• **What needs to be done**
From the first line to the last, output the entries exactly.

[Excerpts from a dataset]
####

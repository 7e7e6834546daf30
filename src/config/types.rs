use serde::Deserialize;
use std::time::Duration;

use crate::state::SiteType;
use crate::url::{extract_domain, normalize_url};

/// Main configuration structure for Sitewise
#[derive(Debug, Clone, Deserialize)]
pub struct Config {
    #[serde(default)]
    pub crawler: CrawlerSettings,
    #[serde(default)]
    pub storage: StorageConfig,
    #[serde(default, rename = "site")]
    pub sites: Vec<SiteSpec>,
}

/// Crawler behavior configuration
///
/// Shared read-only by every crawl task during a run.
#[derive(Debug, Clone, Deserialize)]
pub struct CrawlerSettings {
    /// Maximum depth to crawl from a site's root URL
    #[serde(rename = "max-depth", default = "default_max_depth")]
    pub max_depth: u32,

    /// Timeout for a single HTTP request attempt
    #[serde(
        rename = "request-timeout-seconds",
        default = "default_request_timeout"
    )]
    pub request_timeout_seconds: u64,

    /// Number of attempts per fetch (transport failures only)
    #[serde(rename = "max-retries", default = "default_max_retries")]
    pub max_retries: u32,

    /// Delay between failed attempts
    #[serde(rename = "retry-delay-seconds", default = "default_retry_delay")]
    pub retry_delay_seconds: f64,

    /// User-Agent header sent with every request
    #[serde(rename = "user-agent", default = "default_user_agent")]
    pub user_agent: String,

    /// Minimum spacing between requests issued by one fetch client
    #[serde(
        rename = "politeness-delay-seconds",
        default = "default_politeness_delay"
    )]
    pub politeness_delay_seconds: f64,

    /// Upper bound on how long shutdown waits for tasks to unwind
    #[serde(
        rename = "shutdown-timeout-seconds",
        default = "default_shutdown_timeout"
    )]
    pub shutdown_timeout_seconds: f64,

    /// Pause between crawl passes; a single pass when unset
    #[serde(rename = "recrawl-interval-seconds", default)]
    pub recrawl_interval_seconds: Option<u64>,
}

/// Upper bound for every fractional-seconds delay setting (one day)
pub const MAX_DELAY_SECONDS: f64 = 86_400.0;

/// Converts a delay setting, clamped to `0..=MAX_DELAY_SECONDS`; NaN is zero
fn delay(seconds: f64) -> Duration {
    Duration::try_from_secs_f64(seconds.clamp(0.0, MAX_DELAY_SECONDS)).unwrap_or(Duration::ZERO)
}

impl CrawlerSettings {
    pub fn request_timeout(&self) -> Duration {
        Duration::from_secs(self.request_timeout_seconds)
    }

    pub fn retry_delay(&self) -> Duration {
        delay(self.retry_delay_seconds)
    }

    pub fn politeness_delay(&self) -> Duration {
        delay(self.politeness_delay_seconds)
    }

    pub fn shutdown_timeout(&self) -> Duration {
        delay(self.shutdown_timeout_seconds)
    }

    pub fn recrawl_interval(&self) -> Option<Duration> {
        self.recrawl_interval_seconds.map(Duration::from_secs)
    }
}

impl Default for CrawlerSettings {
    fn default() -> Self {
        Self {
            max_depth: default_max_depth(),
            request_timeout_seconds: default_request_timeout(),
            max_retries: default_max_retries(),
            retry_delay_seconds: default_retry_delay(),
            user_agent: default_user_agent(),
            politeness_delay_seconds: default_politeness_delay(),
            shutdown_timeout_seconds: default_shutdown_timeout(),
            recrawl_interval_seconds: None,
        }
    }
}

/// Output configuration
#[derive(Debug, Clone, Deserialize)]
pub struct StorageConfig {
    /// Root directory for saved pages; one subdirectory per host
    #[serde(rename = "output-dir", default = "default_output_dir")]
    pub output_dir: String,

    /// Save fetched HTML pages
    #[serde(rename = "save-html", default = "default_true")]
    pub save_html: bool,

    /// Save fetched PDF documents
    #[serde(rename = "save-pdf", default = "default_true")]
    pub save_pdf: bool,

    /// Path to the SQLite crawl ledger
    #[serde(rename = "database-path", default = "default_database_path")]
    pub database_path: String,
}

impl Default for StorageConfig {
    fn default() -> Self {
        Self {
            output_dir: default_output_dir(),
            save_html: true,
            save_pdf: true,
            database_path: default_database_path(),
        }
    }
}

/// One site to crawl
#[derive(Debug, Clone, Deserialize)]
pub struct SiteSpec {
    /// Root URL of the site; the scheme may be omitted
    pub url: String,

    /// Explicit site type; skips detection when set
    #[serde(rename = "type", default)]
    pub site_type: Option<String>,

    /// Domain patterns the crawl may visit (e.g., "example.com" or "*.example.com")
    #[serde(rename = "allowed-domains", default)]
    pub allowed_domains: Option<Vec<String>>,

    /// Let the Sphinx variant also probe `/_downloads/`
    #[serde(rename = "include-pdf", default)]
    pub include_pdf: bool,
}

impl SiteSpec {
    /// Creates a site with no explicit type and default allowed domains
    pub fn new(url: impl Into<String>) -> Self {
        Self {
            url: url.into(),
            site_type: None,
            allowed_domains: None,
            include_pdf: false,
        }
    }

    /// Sets the explicit site type
    pub fn with_type(mut self, site_type: impl Into<String>) -> Self {
        self.site_type = Some(site_type.into());
        self
    }

    /// Sets the allowed domain patterns
    pub fn with_allowed_domains<I, S>(mut self, domains: I) -> Self
    where
        I: IntoIterator<Item = S>,
        S: Into<String>,
    {
        self.allowed_domains = Some(domains.into_iter().map(Into::into).collect());
        self
    }

    /// Returns the explicit site type, if one is configured
    ///
    /// An empty string counts as unset; unknown names map to `Generic`.
    pub fn explicit_type(&self) -> Option<SiteType> {
        self.site_type
            .as_deref()
            .map(str::trim)
            .filter(|s| !s.is_empty())
            .map(SiteType::from_config_str)
    }

    /// Returns the allowed domains, defaulting to the root URL's own host
    ///
    /// Patterns are lowercased. An unset or empty list falls back to the host of
    /// `url`; if that cannot be parsed the result is empty and nothing is crawled.
    pub fn effective_allowed_domains(&self) -> Vec<String> {
        match &self.allowed_domains {
            Some(domains) if !domains.is_empty() => domains
                .iter()
                .map(|d| d.trim().to_lowercase())
                .collect(),
            _ => normalize_url(&self.url)
                .ok()
                .and_then(|u| extract_domain(&u))
                .into_iter()
                .collect(),
        }
    }
}

fn default_max_depth() -> u32 {
    3
}

fn default_request_timeout() -> u64 {
    10
}

fn default_max_retries() -> u32 {
    3
}

fn default_retry_delay() -> f64 {
    1.0
}

fn default_user_agent() -> String {
    "SiteCrawler/1.0".to_string()
}

fn default_politeness_delay() -> f64 {
    1.0
}

fn default_shutdown_timeout() -> f64 {
    30.0
}

fn default_output_dir() -> String {
    "./output".to_string()
}

fn default_database_path() -> String {
    "./output/crawl.db".to_string()
}

fn default_true() -> bool {
    true
}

####

• **Task output**
repository 7e7e6834546daf30
filename src/config/types.rs
use serde::Deserialize;
use std::time::Duration;

use crate::state::SiteType;
use crate::url::{extract_domain, normalize_url};

/// Main configuration structure for Sitewise
#[derive(Debug, Clone, Deserialize)]
pub struct Config {
    #[serde(default)]
    pub crawler: CrawlerSettings,
    #[serde(default)]
    pub storage: StorageConfig,
    #[serde(default, rename = "site")]
    pub sites: Vec<SiteSpec>,
}

/// Crawler behavior configuration
///
/// Shared read-only by every crawl task during a run.
#[derive(Debug, Clone, Deserialize)]
pub struct CrawlerSettings {
    /// Maximum depth to crawl from a site's root URL
    #[serde(rename = "max-depth", default = "default_max_depth")]
    pub max_depth: u32,

    /// Timeout for a single HTTP request attempt
    #[serde(
        rename = "request-timeout-seconds",
        default = "default_request_timeout"
    )]
    pub request_timeout_seconds: u64,

    /// Number of attempts per fetch (transport failures only)
    #[serde(rename = "max-retries", default = "default_max_retries")]
    pub max_retries: u32,

    /// Delay between failed attempts
    #[serde(rename = "retry-delay-seconds", default = "default_retry_delay")]
    pub retry_delay_seconds: f64,

    /// User-Agent header sent with every request
    #[serde(rename = "user-agent", default = "default_user_agent")]
    pub user_agent: String,

    /// Minimum spacing between requests issued by one fetch client
    #[serde(
        rename = "politeness-delay-seconds",
        default = "default_politeness_delay"
    )]
    pub politeness_delay_seconds: f64,

    /// Upper bound on how long shutdown waits for tasks to unwind
    #[serde(
        rename = "shutdown-timeout-seconds",
        default = "default_shutdown_timeout"
    )]
    pub shutdown_timeout_seconds: f64,

    /// Pause between crawl passes; a single pass when unset
    #[serde(rename = "recrawl-interval-seconds", default)]
    pub recrawl_interval_seconds: Option<u64>,
}

/// Upper bound for every fractional-seconds delay setting (one day)
pub const MAX_DELAY_SECONDS: f64 = 86_400.0;

/// Converts a delay setting, clamped to `0..=MAX_DELAY_SECONDS`; NaN is zero
fn delay(seconds: f64) -> Duration {
    Duration::try_from_secs_f64(seconds.clamp(0.0, MAX_DELAY_SECONDS)).unwrap_or(Duration::ZERO)
}

impl CrawlerSettings {
    pub fn request_timeout(&self) -> Duration {
        Duration::from_secs(self.request_timeout_seconds)
    }

    pub fn retry_delay(&self) -> Duration {
        delay(self.retry_delay_seconds)
    }

    pub fn politeness_delay(&self) -> Duration {
        delay(self.politeness_delay_seconds)
    }

    pub fn shutdown_timeout(&self) -> Duration {
        delay(self.shutdown_timeout_seconds)
    }

    pub fn recrawl_interval(&self) -> Option<Duration> {
        self.recrawl_interval_seconds.map(Duration::from_secs)
    }
}

impl Default for CrawlerSettings {
    fn default() -> Self {
        Self {
            max_depth: default_max_depth(),
            request_timeout_seconds: default_request_timeout(),
            max_retries: default_max_retries(),
            retry_delay_seconds: default_retry_delay(),
            user_agent: default_user_agent(),
            politeness_delay_seconds: default_politeness_delay(),
            shutdown_timeout_seconds: default_shutdown_timeout(),
            recrawl_interval_seconds: None,
        }
    }
}

/// Output configuration
#[derive(Debug, Clone, Deserialize)]
pub struct StorageConfig {
    /// Root directory for saved pages; one subdirectory per host
    #[serde(rename = "output-dir", default = "default_output_dir")]
    pub output_dir: String,

    /// Save fetched HTML pages
    #[serde(rename = "save-html", default = "default_true")]
    pub save_html: bool,

    /// Save fetched PDF documents
    #[serde(rename = "save-pdf", default = "default_true")]
    pub save_pdf: bool,

    /// Path to the SQLite crawl ledger
    #[serde(rename = "database-path", default = "default_database_path")]
    pub database_path: String,
}

impl Default for StorageConfig {
    fn default() -> Self {
        Self {
            output_dir: default_output_dir(),
            save_html: true,
            save_pdf: true,
            database_path: default_database_path(),
        }
    }
}

/// One site to crawl
#[derive(Debug, Clone, Deserialize)]
pub struct SiteSpec {
    /// Root URL of the site; the scheme may be omitted
    pub url: String,

    /// Explicit site type; skips detection when set
    #[serde(rename = "type", default)]
    pub site_type: Option<String>,

    /// Domain patterns the crawl may visit (e.g., "example.com" or "*.example.com")
    #[serde(rename = "allowed-domains", default)]
    pub allowed_domains: Option<Vec<String>>,

    /// Let the Sphinx variant also probe `/_downloads/`
    #[serde(rename = "include-pdf", default)]
    pub include_pdf: bool,
}

impl SiteSpec {
    /// Creates a site with no explicit type and default allowed domains
    pub fn new(url: impl Into<String>) -> Self {
        Self {
            url: url.into(),
            site_type: None,
            allowed_domains: None,
            include_pdf: false,
        }
    }

    /// Sets the explicit site type
    pub fn with_type(mut self, site_type: impl Into<String>) -> Self {
        self.site_type = Some(site_type.into());
        self
    }

    /// Sets the allowed domain patterns
    pub fn with_allowed_domains<I, S>(mut self, domains: I) -> Self
    where
        I: IntoIterator<Item = S>,
        S: Into<String>,
    {
        self.allowed_domains = Some(domains.into_iter().map(Into::into).collect());
        self
    }

    /// Returns the explicit site type, if one is configured
    ///
    /// An empty string counts as unset; unknown names map to `Generic`.
    pub fn explicit_type(&self) -> Option<SiteType> {
        self.site_type
            .as_deref()
            .map(str::trim)
            .filter(|s| !s.is_empty())
            .map(SiteType::from_config_str)
    }

    /// Returns the allowed domains, defaulting to the root URL's own host
    ///
    /// Patterns are lowercased. An unset or empty list falls back to the host of
    /// `url`; if that cannot be parsed the result is empty and nothing is crawled.
    pub fn effective_allowed_domains(&self) -> Vec<String> {
        match &self.allowed_domains {
            Some(domains) if !domains.is_empty() => domains
                .iter()
                .map(|d| d.trim().to_lowercase())
                .collect(),
            _ => normalize_url(&self.url)
                .ok()
                .and_then(|u| extract_domain(&u))
                .into_iter()
                .collect(),
        }
    }
}

fn default_max_depth() -> u32 {
    3
}

fn default_request_timeout() -> u64 {
    10
}

fn default_max_retries() -> u32 {
    3
}

fn default_retry_delay() -> f64 {
    1.0
}

fn default_user_agent() -> String {
    "SiteCrawler/1.0".to_string()
}

fn default_politeness_delay() -> f64 {
    1.0
}

fn default_shutdown_timeout() -> f64 {
    30.0
}

fn default_output_dir() -> String {
    "./output".to_string()
}

fn default_database_path() -> String {
    "./output/crawl.db".to_string()
}

fn default_true() -> bool {
    true
}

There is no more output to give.